#### [YOUR TASK]
For the listing below, return the line containing "repository 1b01c9994864b6b2", the line containing "up the chain.", and all lines in between, exactly as written and nothing else.

#### [SOURCE DATA]
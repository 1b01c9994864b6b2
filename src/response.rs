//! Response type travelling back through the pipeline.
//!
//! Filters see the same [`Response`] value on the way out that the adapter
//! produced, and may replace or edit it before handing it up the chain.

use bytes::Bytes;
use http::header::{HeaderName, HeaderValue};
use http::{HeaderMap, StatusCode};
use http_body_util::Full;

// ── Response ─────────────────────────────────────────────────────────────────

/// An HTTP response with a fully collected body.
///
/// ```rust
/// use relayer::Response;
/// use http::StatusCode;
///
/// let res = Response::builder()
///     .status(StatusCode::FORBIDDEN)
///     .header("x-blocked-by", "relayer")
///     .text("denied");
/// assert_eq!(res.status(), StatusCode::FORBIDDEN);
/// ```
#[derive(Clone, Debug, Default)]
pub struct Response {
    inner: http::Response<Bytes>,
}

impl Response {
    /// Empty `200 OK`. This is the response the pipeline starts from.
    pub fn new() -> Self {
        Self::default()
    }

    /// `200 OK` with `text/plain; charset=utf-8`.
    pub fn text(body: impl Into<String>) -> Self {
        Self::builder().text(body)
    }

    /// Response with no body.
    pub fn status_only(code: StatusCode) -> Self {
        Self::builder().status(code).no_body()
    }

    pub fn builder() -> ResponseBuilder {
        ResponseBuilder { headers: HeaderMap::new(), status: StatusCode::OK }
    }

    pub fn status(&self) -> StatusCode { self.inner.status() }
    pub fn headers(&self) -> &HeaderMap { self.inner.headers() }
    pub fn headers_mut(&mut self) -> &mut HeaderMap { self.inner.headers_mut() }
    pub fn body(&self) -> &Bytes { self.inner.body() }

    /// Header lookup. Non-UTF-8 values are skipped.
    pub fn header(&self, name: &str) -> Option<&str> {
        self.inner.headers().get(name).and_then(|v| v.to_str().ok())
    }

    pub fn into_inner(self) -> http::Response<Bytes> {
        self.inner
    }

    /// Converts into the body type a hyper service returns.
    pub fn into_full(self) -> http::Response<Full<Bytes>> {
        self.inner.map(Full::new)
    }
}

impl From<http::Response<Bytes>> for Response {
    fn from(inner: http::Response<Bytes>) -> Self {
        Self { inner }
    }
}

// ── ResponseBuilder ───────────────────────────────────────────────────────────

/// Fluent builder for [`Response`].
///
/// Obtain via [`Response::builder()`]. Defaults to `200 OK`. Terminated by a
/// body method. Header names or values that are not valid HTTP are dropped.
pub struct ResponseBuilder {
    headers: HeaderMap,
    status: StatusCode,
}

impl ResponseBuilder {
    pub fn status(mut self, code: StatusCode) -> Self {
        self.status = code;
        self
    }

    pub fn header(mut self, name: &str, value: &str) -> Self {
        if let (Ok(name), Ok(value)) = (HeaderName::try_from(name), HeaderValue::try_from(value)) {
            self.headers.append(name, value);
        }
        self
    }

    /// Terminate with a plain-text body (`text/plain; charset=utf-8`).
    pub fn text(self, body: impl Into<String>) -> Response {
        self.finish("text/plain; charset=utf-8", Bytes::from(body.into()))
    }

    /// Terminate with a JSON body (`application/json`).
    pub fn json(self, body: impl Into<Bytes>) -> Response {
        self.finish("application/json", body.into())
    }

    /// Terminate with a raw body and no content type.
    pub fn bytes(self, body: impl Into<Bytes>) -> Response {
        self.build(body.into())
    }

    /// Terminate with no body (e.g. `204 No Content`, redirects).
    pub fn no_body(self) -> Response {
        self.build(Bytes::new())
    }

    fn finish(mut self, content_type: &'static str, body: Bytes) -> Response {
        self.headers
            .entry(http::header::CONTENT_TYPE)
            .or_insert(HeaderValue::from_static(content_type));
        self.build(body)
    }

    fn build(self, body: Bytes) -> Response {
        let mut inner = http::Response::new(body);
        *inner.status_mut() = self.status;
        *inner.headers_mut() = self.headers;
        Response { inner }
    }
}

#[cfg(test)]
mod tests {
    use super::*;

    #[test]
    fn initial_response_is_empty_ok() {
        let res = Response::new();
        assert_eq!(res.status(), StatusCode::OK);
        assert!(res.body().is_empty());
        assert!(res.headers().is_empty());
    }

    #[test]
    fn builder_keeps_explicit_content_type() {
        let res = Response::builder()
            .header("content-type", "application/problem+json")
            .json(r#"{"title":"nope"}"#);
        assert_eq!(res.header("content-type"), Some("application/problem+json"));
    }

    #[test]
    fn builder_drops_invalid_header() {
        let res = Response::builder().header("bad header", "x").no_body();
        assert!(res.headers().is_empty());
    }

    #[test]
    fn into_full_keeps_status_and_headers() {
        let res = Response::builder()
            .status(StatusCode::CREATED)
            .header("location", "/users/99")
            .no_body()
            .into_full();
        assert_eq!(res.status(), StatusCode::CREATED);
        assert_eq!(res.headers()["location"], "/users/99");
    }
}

...

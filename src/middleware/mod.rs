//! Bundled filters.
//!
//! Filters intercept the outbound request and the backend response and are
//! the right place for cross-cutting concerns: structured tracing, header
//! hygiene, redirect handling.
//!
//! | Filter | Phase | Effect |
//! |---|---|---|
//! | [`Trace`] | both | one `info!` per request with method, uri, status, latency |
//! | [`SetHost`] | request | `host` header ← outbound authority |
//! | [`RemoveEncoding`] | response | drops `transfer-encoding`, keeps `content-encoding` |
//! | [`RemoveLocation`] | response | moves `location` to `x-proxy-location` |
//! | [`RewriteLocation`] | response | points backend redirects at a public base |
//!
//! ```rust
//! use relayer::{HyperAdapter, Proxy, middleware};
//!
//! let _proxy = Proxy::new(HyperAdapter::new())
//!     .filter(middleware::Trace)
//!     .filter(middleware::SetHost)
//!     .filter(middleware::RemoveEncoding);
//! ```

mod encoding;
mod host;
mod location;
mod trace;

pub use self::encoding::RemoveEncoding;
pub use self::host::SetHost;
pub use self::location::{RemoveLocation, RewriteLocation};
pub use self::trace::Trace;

#### [FINAL ANSWER]
repository 1b01c9994864b6b2
filename src/response.rs
//! Response type travelling back through the pipeline.
//!
//! Filters see the same [`Response`] value on the way out that the adapter
//! produced, and may replace or edit it before handing it up the chain.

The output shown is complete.